═════ DATASET ENTRIES
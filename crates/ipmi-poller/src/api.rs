//! Probe and scrape endpoints served next to the poller

use axum::{
    extract::State,
    http::{header, StatusCode},
    response::{IntoResponse, Response},
    routing::get,
    Json, Router,
};
use poller_lib::{
    health::{ComponentStatus, HealthRegistry},
    observability::PollerMetrics,
};
use std::sync::Arc;
use tracing::{error, info};

#[derive(Clone)]
pub struct AppState {
    pub health_registry: HealthRegistry,
    pub metrics: PollerMetrics,
}

impl AppState {
    pub fn new(health_registry: HealthRegistry, metrics: PollerMetrics) -> Self {
        Self {
            health_registry,
            metrics,
        }
    }
}

fn probe_status(ok: bool) -> StatusCode {
    if ok {
        StatusCode::OK
    } else {
        StatusCode::SERVICE_UNAVAILABLE
    }
}

/// Liveness: degraded hosts still count as alive
async fn healthz(State(state): State<Arc<AppState>>) -> Response {
    let health = state.health_registry.health().await;
    (
        probe_status(health.status != ComponentStatus::Unhealthy),
        Json(health),
    )
        .into_response()
}

async fn readyz(State(state): State<Arc<AppState>>) -> Response {
    let readiness = state.health_registry.readiness().await;
    (probe_status(readiness.ready), Json(readiness)).into_response()
}

async fn metrics(State(state): State<Arc<AppState>>) -> Response {
    match state.metrics.render() {
        Ok(body) => ([(header::CONTENT_TYPE, prometheus::TEXT_FORMAT)], body).into_response(),
        Err(e) => {
            error!(error = %e, "Failed to encode metrics");
            StatusCode::INTERNAL_SERVER_ERROR.into_response()
        }
    }
}

pub fn create_router(state: Arc<AppState>) -> Router {
    Router::new()
        .route("/healthz", get(healthz))
        .route("/readyz", get(readyz))
        .route("/metrics", get(metrics))
        .with_state(state)
}

pub async fn serve(port: u16, state: Arc<AppState>) -> anyhow::Result<()> {
    let listener = tokio::net::TcpListener::bind(("0.0.0.0", port)).await?;
    info!(addr = %listener.local_addr()?, "Serving health and metrics API");

    axum::serve(listener, create_router(state)).await?;
    Ok(())
}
══════════
WHAT YOU NEED TO DO
One line above contains "(probe_status(readiness.ready), Json(readiness)).into_response()". Output that line and each one after it, word for word, and nothing else.

ANSWER SPACE
    (probe_status(readiness.ready), Json(readiness)).into_response()
}

async fn metrics(State(state): State<Arc<AppState>>) -> Response {
    match state.metrics.render() {
        Ok(body) => ([(header::CONTENT_TYPE, prometheus::TEXT_FORMAT)], body).into_response(),
        Err(e) => {
            error!(error = %e, "Failed to encode metrics");
            StatusCode::INTERNAL_SERVER_ERROR.into_response()
        }
    }
}

pub fn create_router(state: Arc<AppState>) -> Router {
    Router::new()
        .route("/healthz", get(healthz))
        .route("/readyz", get(readyz))
        .route("/metrics", get(metrics))
        .with_state(state)
}

pub async fn serve(port: u16, state: Arc<AppState>) -> anyhow::Result<()> {
    let listener = tokio::net::TcpListener::bind(("0.0.0.0", port)).await?;
    info!(addr = %listener.local_addr()?, "Serving health and metrics API");

    axum::serve(listener, create_router(state)).await?;
    Ok(())
}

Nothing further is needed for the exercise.